▶ DESCRIPTION OF THE TASK
A complete response lists each line of the data below that includes the word "UnixTimestamp".

Records excerpted from a collection:
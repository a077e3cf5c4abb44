//! Command-line and environment configuration
//!
//! The `clap` argument structs are parsed in `main` and validated into the
//! plain config structs the server and clients consume.

use crate::game::{DEFAULT_STEP_DELAY, MAX_BOARDS, MIN_BOARDS, clamp_board_count};
use anyhow::{Result, bail};
use clap::Args;
use std::net::{IpAddr, Ipv4Addr, SocketAddr};
use std::path::PathBuf;
use std::time::Duration;
use tracing::warn;

pub const DEFAULT_PORT: u16 = 3000;
pub const DEFAULT_SERVER_URL: &str = "http://127.0.0.1:3000";

/// Arguments of `termox serve`
#[derive(Debug, Clone, Args)]
pub struct ServerArgs {
    /// Address to bind
    #[arg(long, env = "TERMOX_HOST", default_value_t = IpAddr::V4(Ipv4Addr::UNSPECIFIED))]
    pub host: IpAddr,

    /// Port to listen on
    #[arg(short, long, env = "TERMOX_PORT", default_value_t = DEFAULT_PORT)]
    pub port: u16,

    /// Word list file, one word per line
    #[arg(short, long, env = "TERMOX_WORDLIST", default_value = "wordlist.txt")]
    pub wordlist: PathBuf,

    /// Directory of static files
    #[arg(long, env = "TERMOX_PUBLIC", default_value = "public")]
    pub public: PathBuf,
}

/// Word server settings
#[derive(Debug, Clone, PartialEq, Eq)]
pub struct ServerConfig {
    pub host: IpAddr,
    pub port: u16,
    pub wordlist: PathBuf,
    pub public_root: PathBuf,
}

impl ServerConfig {
    #[must_use]
    pub const fn bind_addr(&self) -> SocketAddr {
        SocketAddr::new(self.host, self.port)
    }
}

impl From<ServerArgs> for ServerConfig {
    fn from(args: ServerArgs) -> Self {
        Self {
            host: args.host,
            port: args.port,
            wordlist: args.wordlist,
            public_root: args.public,
        }
    }
}

/// Arguments shared by `termox play` and `termox simple`
#[derive(Debug, Clone, Args)]
pub struct ClientArgs {
    /// Word server base URL
    #[arg(short, long, env = "TERMOX_SERVER", default_value = DEFAULT_SERVER_URL)]
    pub server: String,

    /// Number of simultaneous boards (1 to 4)
    #[arg(short = 'q', long, default_value_t = 1)]
    pub boards: usize,

    /// Delay between revealed letters, in milliseconds
    #[arg(long, default_value_t = DEFAULT_STEP_DELAY.as_millis() as u64)]
    pub step_ms: u64,

    /// Play without a server, using the bundled word list
    #[arg(long)]
    pub offline: bool,

    /// Word list file for offline play instead of the bundled one
    #[arg(short, long, requires = "offline")]
    pub wordlist: Option<PathBuf>,

    /// Write logs to this file; the terminal itself is left to the game
    #[arg(long, env = "TERMOX_LOG_FILE")]
    pub log_file: Option<PathBuf>,
}

/// Where a client gets its words
#[derive(Debug, Clone, PartialEq, Eq)]
pub enum WordSourceConfig {
    /// A word server, with offline fallback for targets
    Server(String),
    /// The bundled list
    Embedded,
    /// A local file
    File(PathBuf),
}

/// Game client settings
#[derive(Debug, Clone, PartialEq, Eq)]
pub struct ClientConfig {
    pub source: WordSourceConfig,
    pub boards: usize,
    pub step_delay: Duration,
}

impl TryFrom<ClientArgs> for ClientConfig {
    type Error = anyhow::Error;

    fn try_from(args: ClientArgs) -> Result<Self> {
        let boards = clamp_board_count(args.boards);
        if boards != args.boards {
            warn!(
                requested = args.boards,
                boards, "board count must be between {MIN_BOARDS} and {MAX_BOARDS}"
            );
        }

        let source = match (args.offline, args.wordlist) {
            (true, Some(path)) => WordSourceConfig::File(path),
            (true, None) => WordSourceConfig::Embedded,
            (false, _) => {
                let url = args.server.trim();
                if !(url.starts_with("http://") || url.starts_with("https://")) {
                    bail!("server URL must start with http:// or https://, got {url:?}");
                }
                WordSourceConfig::Server(url.trim_end_matches('/').to_string())
            }
        };

        Ok(Self {
            source,
            boards,
            step_delay: Duration::from_millis(args.step_ms),
        })
    }
}

#[cfg(test)]
mod tests {
    use super::*;

    fn client_args() -> ClientArgs {
        ClientArgs {
            server: DEFAULT_SERVER_URL.to_string(),
            boards: 1,
            step_ms: 450,
            offline: false,
            wordlist: None,
            log_file: None,
        }
    }

    #[test]
    fn server_url_is_validated() {
        let args = ClientArgs {
            server: "localhost:3000".to_string(),
            ..client_args()
        };
        assert!(ClientConfig::try_from(args).is_err());

        let args = ClientArgs {
            server: "http://example.test/".to_string(),
            ..client_args()
        };
        let config = ClientConfig::try_from(args).unwrap();
        assert_eq!(
            config.source,
            WordSourceConfig::Server("http://example.test".to_string())
        );
    }

    #[test]
    fn offline_ignores_server_url() {
        let args = ClientArgs {
            server: "not a url".to_string(),
            offline: true,
            ..client_args()
        };
        let config = ClientConfig::try_from(args).unwrap();
        assert_eq!(config.source, WordSourceConfig::Embedded);

        let args = ClientArgs {
            offline: true,
            wordlist: Some(PathBuf::from("words.txt")),
            ..client_args()
        };
        let config = ClientConfig::try_from(args).unwrap();
        assert_eq!(config.source, WordSourceConfig::File(PathBuf::from("words.txt")));
    }

    #[test]
    fn boards_are_clamped() {
        let args = ClientArgs {
            boards: 7,
            ..client_args()
        };
        assert_eq!(ClientConfig::try_from(args).unwrap().boards, 4);

        let args = ClientArgs {
            boards: 0,
            ..client_args()
        };
        assert_eq!(ClientConfig::try_from(args).unwrap().boards, 1);
    }

    #[test]
    fn step_delay_from_millis() {
        let args = ClientArgs {
            step_ms: 0,
            ..client_args()
        };
        assert_eq!(ClientConfig::try_from(args).unwrap().step_delay, Duration::ZERO);
        assert_eq!(
            ClientConfig::try_from(client_args()).unwrap().step_delay,
            Duration::from_millis(450)
        );
    }

    #[test]
    fn server_bind_addr() {
        let config = ServerConfig::from(ServerArgs {
            host: IpAddr::V4(Ipv4Addr::LOCALHOST),
            port: 8080,
            wordlist: PathBuf::from("wordlist.txt"),
            public: PathBuf::from("public"),
        });
        assert_eq!(config.bind_addr().to_string(), "127.0.0.1:8080");
    }
}
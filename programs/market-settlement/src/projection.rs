//! Payout preview for clients
//!
//! Simulates a stake against a snapshot of the market and runs the same
//! [`payout`] functions the settlement engine uses. Fee percentages come
//! from the caller-supplied [`FeeSchedule`], normally
//! `PlatformConfig::fee_schedule()` read alongside the market.

use solana_program::{clock::UnixTimestamp, program_error::ProgramError};

use crate::{
    error::SettlementError,
    payout::{self, FeeSplit},
    state::{FeeSchedule, Market, Participation, Side},
};

/// Projected result of staking `stake` on `side` if that side wins
#[derive(Debug, Clone, Copy, PartialEq, Eq)]
pub struct PayoutPreview {
    pub side: Side,
    pub stake: u64,
    /// User's total stake on `side` after the simulated stake
    pub winning_stake: u64,
    /// What a claim would pay if `side` wins and no one else stakes
    pub projected_payout: u64,
    /// `projected_payout` minus everything the user has staked on both sides
    pub projected_profit: i128,
    pub split: FeeSplit,
}

/// Preview a stake on a market snapshot.
///
/// `participation` is the user's current position, if any. `now` is
/// checked against the market end time when given.
pub fn preview_stake(
    market: &Market,
    participation: Option<&Participation>,
    schedule: &FeeSchedule,
    side: Side,
    stake: u64,
    now: Option<UnixTimestamp>,
) -> Result<PayoutPreview, ProgramError> {
    if participation.map_or(false, |p| p.market_id != market.market_id) {
        return Err(SettlementError::InvalidAccountData.into());
    }
    if stake == 0 {
        return Err(SettlementError::InvalidAmount.into());
    }
    if !market.is_active() {
        return Err(SettlementError::MarketNotActive.into());
    }
    if let Some(now) = now {
        if now >= market.end_time {
            return Err(SettlementError::MarketExpired.into());
        }
    }

    let (existing_yes, existing_no) = participation
        .map(|p| (p.yes_shares, p.no_shares))
        .unwrap_or((0, 0));

    preview_from_pools(
        market.total_yes_pool,
        market.total_no_pool,
        existing_yes,
        existing_no,
        schedule,
        side,
        stake,
    )
}

/// Pool-level preview for callers that only hold the two pool totals
pub fn preview_from_pools(
    total_yes_pool: u64,
    total_no_pool: u64,
    user_yes_shares: u64,
    user_no_shares: u64,
    schedule: &FeeSchedule,
    side: Side,
    stake: u64,
) -> Result<PayoutPreview, ProgramError> {
    if stake == 0 {
        return Err(SettlementError::InvalidAmount.into());
    }

    let add = |value: u64| {
        value
            .checked_add(stake)
            .ok_or(SettlementError::ArithmeticOverflow)
    };

    let (yes_pool, no_pool, yes_shares, no_shares) = match side {
        Side::Yes => (add(total_yes_pool)?, total_no_pool, add(user_yes_shares)?, user_no_shares),
        Side::No => (total_yes_pool, add(total_no_pool)?, user_yes_shares, add(user_no_shares)?),
    };

    let (winning_pool, losing_pool, winning_stake) = match side {
        Side::Yes => (yes_pool, no_pool, yes_shares),
        Side::No => (no_pool, yes_pool, no_shares),
    };

    let split = payout::fee_split(winning_pool, losing_pool, schedule)?;
    let projected_payout = payout::winnings_share(&split, winning_stake)?;
    let total_staked = yes_shares as i128 + no_shares as i128;

    Ok(PayoutPreview {
        side,
        stake,
        winning_stake,
        projected_payout,
        projected_profit: projected_payout as i128 - total_staked,
        split,
    })
}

▶ OUTPUT BELOW
use solana_program::{clock::UnixTimestamp, program_error::ProgramError};
    now: Option<UnixTimestamp>,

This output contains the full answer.